The problem with shooting in RAW format is that each image takes up a lot more memory. Usually, RAW images are about 4-5 times larger than JPEGs. Additionally, not all cameras have the ability to produce images in RAW format, and not all photo editing programs are able to read RAW formats.
9. Shoot in Black and White
One way that you can get good images in low light without having to worry about the issues that affect the colors of the image is simply to shoot in black and white. That has an artistic appeal as well, and you can capture images with sharp detail.
Other Night Photography Tips
While these are not technical camera settings, they are non-technical considerations that work in concert with your camera settings to help you get those clear images you want:
10. Post Processing Tips
Producing good images taken at night without a flash almost always requires post production processing.
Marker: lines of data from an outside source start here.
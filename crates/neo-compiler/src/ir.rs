//! The input IR: classes, fields, methods, and the instruction set a
//! front end (a class-file reader, most naturally) hands to the lowering
//! pass. Instructions are already semantic — `GETSTATIC` of an `Event`
//! followed by a call to `send` arrives as one [`Instr::EventSend`], not
//! two raw opcodes the lowering pass has to pattern-match back together.

use num_bigint::BigInt;

/// The handful of value shapes the devpack exposes to contract authors.
/// These are exactly the types the manifest's ABI can describe (§4.6);
/// anything else is rejected before it reaches the lowering pass.
#[derive(Debug, Clone, PartialEq, Eq)]
pub enum JvmType {
    Integer,
    Boolean,
    ByteArray,
    Str,
    Hash160,
    Hash256,
    PublicKey,
    Signature,
    Array(Box<JvmType>),
    Map,
    Any,
    Void,
}

/// A local variable or parameter slot, by its JVM-assigned index.
#[derive(Debug, Clone)]
pub struct LocalVar {
    pub index: u16,
    pub name: String,
    pub ty: JvmType,
}

/// A static or instance field. Non-static fields anywhere in the contract
/// class tree are rejected during [`crate::compile::compile`] (§4.6).
#[derive(Debug, Clone)]
pub struct FieldIr {
    pub name: String,
    pub ty: JvmType,
    pub is_static: bool,
    /// `Some` iff this field's declared type is one of the devpack's
    /// `Event*` interfaces — harvested into the manifest's event list.
    pub event: Option<EventShape>,
}

/// The parameter shape of an `Event` field, read off its generic type
/// arguments by the front end.
#[derive(Debug, Clone)]
pub struct EventShape {
    pub display_name: String,
    pub params: Vec<JvmType>,
}

/// Numeric/array/reference comparisons that can be fused with a
/// conditional jump.
#[derive(Debug, Clone, Copy, PartialEq, Eq)]
pub enum CompareOp {
    Eq,
    Ne,
    Lt,
    Le,
    Gt,
    Ge,
}

/// `IADD/ISUB/...` and friends.
#[derive(Debug, Clone, Copy, PartialEq, Eq)]
pub enum ArithOp {
    Add,
    Sub,
    Mul,
    Div,
    Rem,
}

#[derive(Debug, Clone, Copy, PartialEq, Eq)]
pub enum ShiftOp {
    Shl,
    Shr,
}

#[derive(Debug, Clone, Copy, PartialEq, Eq)]
pub enum BitwiseOp {
    And,
    Or,
    Xor,
}

/// One region of a method guarded by a JVM `try` block, by instruction
/// index into the owning method's [`MethodIr::body`].
#[derive(Debug, Clone)]
pub struct TryRegion {
    /// First guarded instruction.
    pub start: usize,
    /// One past the last guarded instruction.
    pub end: usize,
    /// First instruction of the handler.
    pub handler: usize,
    /// Where control resumes once the handler (or the guarded region,
    /// if it completes normally) finishes — the `ENDTRY` target.
    pub resume: usize,
    /// The local slot the caught value is stored into at the handler's
    /// prologue, if the source binds it to a variable.
    pub caught_local: Option<u16>,
}

/// A single semantic instruction in a method body. Jump/call targets are
/// indices into the owning method's [`MethodIr::body`] (intra-method) or
/// fully qualified symbol names (inter-method), resolved in the layout
/// pass ([`crate::module`]).
#[derive(Debug, Clone)]
pub enum Instr {
    /// `ICONST/BIPUSH/SIPUSH/LDC` of an integer or long constant.
    PushInt(BigInt),
    /// `LDC` of a string constant.
    PushString(String),
    PushBool(bool),
    PushNull,
    /// `ILOAD`/`ALOAD`/...; `is_arg` distinguishes a parameter slot from a
    /// local-variable slot (both are `LDARG_i`/`LDLOC_i` on NeoVM, which
    /// keeps two disjoint slot spaces where the JVM has one).
    Load { index: u16, is_arg: bool },
    Store { index: u16, is_arg: bool },
    Arith(ArithOp),
    Negate,
    Shift(ShiftOp),
    Bitwise(BitwiseOp),
    /// A fused comparison + branch, e.g. `IF_ICMPLT`. `target` is a body
    /// index; `negate` branches on comparison-false instead of -true, so
    /// a single comparison opcode can serve both `if (x < y)` and
    /// `if (!(x < y))` source shapes without inverting `op` itself.
    CondJump { op: CompareOp, target: usize, negate: bool },
    /// Reference (in)equality, never numeric.
    RefCondJump { equal: bool, target: usize },
    /// `IFNULL`/`IFNONNULL`.
    NullCondJump { target: usize, branch_if_null: bool },
    Goto(usize),
    /// `TABLESWITCH`/`LOOKUPSWITCH`; both lower identically (§4.6).
    Switch { cases: Vec<(BigInt, usize)>, default: usize },
    NewArray(JvmType),
    ArrayLoad,
    ArrayStore,
    ArrayLength,
    /// `INVOKESTATIC` of a method identified by fully qualified symbol
    /// (`"com.example.Contract.transfer"`-shaped). Resolution against
    /// the pragma map and the module's own method table happens in
    /// [`crate::lower`]. `has_return` matters only for the
    /// `@ContractHash` path, which drops an unused result.
    InvokeStatic { symbol: String, arg_count: usize, has_return: bool },
    GetStatic(String),
    PutStatic(String),
    /// `GETSTATIC` of an `Event` field immediately followed by a call to
    /// `send`; folded by the front end into one instruction (§4.6).
    EventSend { field: String, arg_count: usize },
    /// `NEW StringBuilder` through the final `toString`, folded into a
    /// `CAT` chain of `part_count` already-pushed operands.
    StringConcat { part_count: usize },
    /// `NEW Throwable/Exception/AssertionError(..)` through `ATHROW`,
    /// folded into one instruction. `message` is `None` for the
    /// zero-arg constructor form.
    ThrowNew { message: Option<String> },
    /// A bare `ATHROW` of an already-constructed exception value.
    Athrow,
    InstanceOf(String),
    CheckCast(String),
    /// Regular `NEW <class>` through its constructor call, with
    /// `ctor_arg_count` values already pushed by preceding instructions.
    New { class: String, ctor_arg_count: usize },
    Return,
    Pop,
}

/// One instruction plus its originating line, kept for diagnostics.
#[derive(Debug, Clone)]
pub struct Instruction {
    pub instr: Instr,
    pub line: Option<u32>,
}

/// A method in the source IR.
#[derive(Debug, Clone)]
pub struct MethodIr {
    pub name: String,
    pub is_static: bool,
    pub is_public: bool,
    pub params: Vec<JvmType>,
    pub return_type: JvmType,
    pub locals: Vec<LocalVar>,
    pub body: Vec<Instruction>,
    pub try_regions: Vec<TryRegion>,
    /// `Some` names the constructor's own class iff this method is an
    /// instance initializer. Non-trivial bodies on anything but a
    /// `@Struct` or the contract root are rejected (§4.6).
    pub is_constructor: bool,
}

impl MethodIr {
    /// Fully qualified symbol this method is addressed by from
    /// `InvokeStatic`/`New`, e.g. `"Contract.transfer"`.
    pub fn symbol(&self, owner_class: &str) -> String {
        format!("{owner_class}.{}", self.name)
    }
}

/// A class in the source IR.
#[derive(Debug, Clone)]
pub struct ClassIr {
    pub name: String,
    pub super_class: Option<String>,
    pub fields: Vec<FieldIr>,
    pub methods: Vec<MethodIr>,
    /// Marks this as the contract's designated entry class; only its
    /// `public static` methods are exported (§4.6). Exactly one class in
    /// a compilation unit may set this.
    pub is_contract_class: bool,
    /// Marks this as an opt-in `@Struct` base: inheriting from it (and
    /// nothing else but `Object`) is permitted for field layout reuse.
    pub is_struct: bool,
}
By using a photo editing software, such as Adobe Photoshop and Lightroom, you can make adjustments to the brightness, sharpness, contrast, color saturation, and shadows.
You can also divide the image into zones and edit each zone separately. That way if you have a starry sky contrasted against a rock outcrop in the foreground, you can divide those areas and apply different corrections to each one.
11. Painting with Light
Another technique that you can use to capture more light is to paint your subject with light. What that means is that you take some kind of light–like a flashlight–and shine it on the subject to give your camera a bit more light to capture. More specifically, it can be used to help add a fill light where there are areas of dark shadows.
These 11 camera settings and techniques will help you to capture clear, compelling images at night without a flash. Whether your subject is the starry sky, the darkened streets downtown at midnight, or an active nighttime street scene, these tips, with a little practice, will help you get the stunning, creative, and compelling image you’re after!
Frequently Asked Questions by Photographers:
What other kinds of light sources can be used instead of a flash for night photography?
There are actually many other light sources available. We discussed painting with light using a flashlight, but, if you’re in town, neon signs, store lights, traffic lights, and street lights are all examples of other sources of light you can use to help you get clear photographs.
What is the best aperture for low light?
This really depends on a number of factors–what is your subject and how far away is it, how low is the light, and what depth of field are you wanting to get? But, if you’re taking photographs at night without a flash, unless you have other sources of artificial light or a very bright moon, you’re going to need the widest aperture your camera allows.
What is the best ISO setting for low light?
When there’s lots of light, you can use an ISO setting of less than 400, but with low light, what setting you should use depends on several factors. Many photographers routinely use an ISO setting of between 1600 and 3200 whenever possible. There are situations, though, when an even higher ISO is necessary.